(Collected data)
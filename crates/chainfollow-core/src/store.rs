//! Projection store contract.

use async_trait::async_trait;

use crate::asset::Asset;
use crate::error::FollowerError;

/// Storage for the minted-asset projection.
///
/// Implementations include `InMemoryAssetStore` and `PostgresAssetStore`
/// in `chainfollow-storage`.
#[async_trait]
pub trait ProjectionStore: Send + Sync {
    /// Returns `true` if a row with this asset id exists.
    async fn has_asset(&self, asset_id: &str) -> Result<bool, FollowerError>;

    /// Insert rows. Existing rows must not be modified.
    async fn insert_assets(&self, assets: &[Asset]) -> Result<(), FollowerError>;

    /// Delete every row with `first_appeared_in_slot > slot` and return how many were removed.
    async fn delete_assets_after_slot(&self, slot: u64) -> Result<u64, FollowerError>;
}
//! Follower configuration.
//!
//! # Example
//!
//! ```rust
//! use chainfollow_core::config::FollowerConfigBuilder;
//!
//! let config = FollowerConfigBuilder::new()
//!     .host("relay.local")
//!     .port(1337)
//!     .database_url("postgresql://localhost/chainfollow")
//!     .log_level("debug")
//!     .build();
//! assert_eq!(config.connection.url(), "ws://relay.local:1337");
//! ```

use std::collections::HashMap;

use serde::{Deserialize, Serialize};

use crate::error::FollowerError;

/// Where the chain-sync transport connects.
#[derive(Debug, Clone, PartialEq, Eq, Serialize, Deserialize)]
pub struct ConnectionConfig {
    #[serde(default = "default_host")]
    pub host: String,
    #[serde(default = "default_port")]
    pub port: u16,
    /// Use a TLS (`wss://`) connection.
    #[serde(default)]
    pub tls: bool,
}

fn default_host() -> String {
    "localhost".into()
}
fn default_port() -> u16 {
    1337
}

impl ConnectionConfig {
    /// WebSocket URL for this connection.
    pub fn url(&self) -> String {
        let scheme = if self.tls { "wss" } else { "ws" };
        format!("{scheme}://{}:{}", self.host, self.port)
    }
}

impl Default for ConnectionConfig {
    fn default() -> Self {
        Self {
            host: default_host(),
            port: default_port(),
            tls: false,
        }
    }
}

/// Database used by the Postgres store and job queue.
#[derive(Debug, Clone, PartialEq, Eq, Serialize, Deserialize)]
pub struct DatabaseConfig {
    /// `postgresql://[user[:password]@][host][:port][/dbname]`. Hosts use the
    /// Postgres backends when set and in-memory backends otherwise.
    #[serde(default)]
    pub url: Option<String>,
    /// Reported to Postgres as `application_name`.
    #[serde(default = "default_application_name")]
    pub application_name: String,
    #[serde(default = "default_max_connections")]
    pub max_connections: u32,
}

fn default_application_name() -> String {
    "chainfollow".into()
}
fn default_max_connections() -> u32 {
    10
}

impl Default for DatabaseConfig {
    fn default() -> Self {
        Self {
            url: None,
            application_name: default_application_name(),
            max_connections: default_max_connections(),
        }
    }
}

/// Log level per component.
#[derive(Debug, Clone, PartialEq, Eq, Serialize, Deserialize)]
pub struct LogConfig {
    /// Global default level: "trace" | "debug" | "info" | "warn" | "error"
    #[serde(default = "default_level")]
    pub level: String,
    /// Override per component: component_name → level
    #[serde(default)]
    pub components: HashMap<String, String>,
    /// Emit JSON structured logs (true) or human-readable text (false)
    #[serde(default)]
    pub json: bool,
}

fn default_level() -> String {
    "info".to_string()
}

impl LogConfig {
    /// Filter directives, e.g. `"info,chainfollow_core=debug"`.
    pub fn directives(&self) -> String {
        let mut directives = self.level.clone();
        let mut components: Vec<_> = self.components.iter().collect();
        components.sort();
        for (component, level) in components {
            directives.push_str(&format!(",{}={}", component.replace('-', "_"), level));
        }
        directives
    }
}

impl Default for LogConfig {
    fn default() -> Self {
        Self {
            level: default_level(),
            components: HashMap::new(),
            json: false,
        }
    }
}

/// Top-level configuration of a follower process.
#[derive(Debug, Clone, Default, PartialEq, Eq, Serialize, Deserialize)]
pub struct FollowerConfig {
    #[serde(default)]
    pub connection: ConnectionConfig,
    #[serde(default)]
    pub database: DatabaseConfig,
    #[serde(default)]
    pub log: LogConfig,
}

impl FollowerConfig {
    /// Parse a JSON config document.
    pub fn from_json(s: &str) -> Result<Self, FollowerError> {
        serde_json::from_str(s).map_err(|e| FollowerError::Config(e.to_string()))
    }
}

/// Fluent builder for [`FollowerConfig`].
#[derive(Default)]
pub struct FollowerConfigBuilder {
    config: FollowerConfig,
}

impl FollowerConfigBuilder {
    pub fn new() -> Self {
        Self::default()
    }

    /// Set the chain-sync host.
    pub fn host(mut self, host: impl Into<String>) -> Self {
        self.config.connection.host = host.into();
        self
    }

    /// Set the chain-sync port.
    pub fn port(mut self, port: u16) -> Self {
        self.config.connection.port = port;
        self
    }

    pub fn tls(mut self, tls: bool) -> Self {
        self.config.connection.tls = tls;
        self
    }

    /// Use Postgres backends at this URL.
    pub fn database_url(mut self, url: impl Into<String>) -> Self {
        self.config.database.url = Some(url.into());
        self
    }

    pub fn application_name(mut self, name: impl Into<String>) -> Self {
        self.config.database.application_name = name.into();
        self
    }

    pub fn max_connections(mut self, n: u32) -> Self {
        self.config.database.max_connections = n;
        self
    }

    pub fn log_level(mut self, level: impl Into<String>) -> Self {
        self.config.log.level = level.into();
        self
    }

    pub fn json_logs(mut self, json: bool) -> Self {
        self.config.log.json = json;
        self
    }

    pub fn build(self) -> FollowerConfig {
        self.config
    }
}
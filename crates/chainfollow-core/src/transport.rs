//! Chain-sync transport contract.
//!
//! The transport is a cooperative producer: it hands each event to a
//! [`ChainSyncHandler`] together with a [`RequestNext`] continuation and does
//! not deliver the next event until that continuation fires.

use std::sync::Arc;

use async_trait::async_trait;
use serde::{Deserialize, Serialize};
use tokio::sync::oneshot;

use crate::config::ConnectionConfig;
use crate::error::FollowerError;
use crate::types::{Block, Point, Tip};

// ─── RequestNext ──────────────────────────────────────────────────────────────

/// Continuation passed with every event.
///
/// Call [`RequestNext::request`] once the event's side effects are durable.
/// Dropping it instead tells the transport the event was not processed.
#[derive(Debug)]
pub struct RequestNext {
    tx: oneshot::Sender<()>,
}

/// Transport side of a [`RequestNext`].
#[derive(Debug)]
pub struct NextRequested {
    rx: oneshot::Receiver<()>,
}

impl RequestNext {
    /// Create a continuation and the receiver the transport waits on.
    pub fn channel() -> (Self, NextRequested) {
        let (tx, rx) = oneshot::channel();
        (Self { tx }, NextRequested { rx })
    }

    /// Signal the transport to deliver the next event.
    pub fn request(self) {
        // The transport may already be gone during shutdown.
        let _ = self.tx.send(());
    }
}

impl NextRequested {
    /// Resolves to `true` if the handler requested the next event, `false` if
    /// the continuation was dropped.
    pub async fn wait(self) -> bool {
        self.rx.await.is_ok()
    }
}

// ─── Events ───────────────────────────────────────────────────────────────────

/// A single chain-sync event.
#[derive(Debug, Clone, PartialEq, Eq, Serialize, Deserialize)]
#[serde(tag = "type", rename_all = "camelCase")]
pub enum ChainSyncEvent {
    RollBackward {
        point: Point,
        #[serde(default)]
        tip: Option<Tip>,
    },
    RollForward {
        block: Block,
        #[serde(default)]
        tip: Option<Tip>,
    },
}

// ─── Traits ───────────────────────────────────────────────────────────────────

/// Receives chain-sync events.
#[async_trait]
pub trait ChainSyncHandler: Send + Sync {
    /// The chain was rolled back to `point`.
    async fn roll_backward(
        &self,
        point: Point,
        tip: Option<Tip>,
        next: RequestNext,
    ) -> Result<(), FollowerError>;

    /// A new block was applied on top of the chain.
    async fn roll_forward(
        &self,
        block: Block,
        tip: Option<Tip>,
        next: RequestNext,
    ) -> Result<(), FollowerError>;

    /// Dispatch an event to the matching callback.
    async fn dispatch(&self, event: ChainSyncEvent, next: RequestNext) -> Result<(), FollowerError> {
        match event {
            ChainSyncEvent::RollBackward { point, tip } => self.roll_backward(point, tip, next).await,
            ChainSyncEvent::RollForward { block, tip } => self.roll_forward(block, tip, next).await,
        }
    }
}

/// A connected chain-sync client.
#[async_trait]
pub trait ChainSyncClient: Send + Sync {
    /// Begin syncing from the best of `points` and return the selected intersection.
    async fn start_sync(&self, points: Vec<Point>) -> Result<Point, FollowerError>;

    /// Stop delivering events. An in-flight handler is allowed to finish.
    async fn shutdown(&self) -> Result<(), FollowerError>;
}

/// Builds a [`ChainSyncClient`] bound to a handler.
#[async_trait]
pub trait ChainSyncConnector: Send + Sync {
    async fn connect(
        &self,
        config: &ConnectionConfig,
        handler: Arc<dyn ChainSyncHandler>,
    ) -> Result<Box<dyn ChainSyncClient>, FollowerError>;
}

• Task to carry out: Wherever a line in the entries above holds "await", copy that line.

• Finished exercise:
        self.rx.await.is_ok()
            ChainSyncEvent::RollBackward { point, tip } => self.roll_backward(point, tip, next).await,
            ChainSyncEvent::RollForward { block, tip } => self.roll_forward(block, tip, next).await,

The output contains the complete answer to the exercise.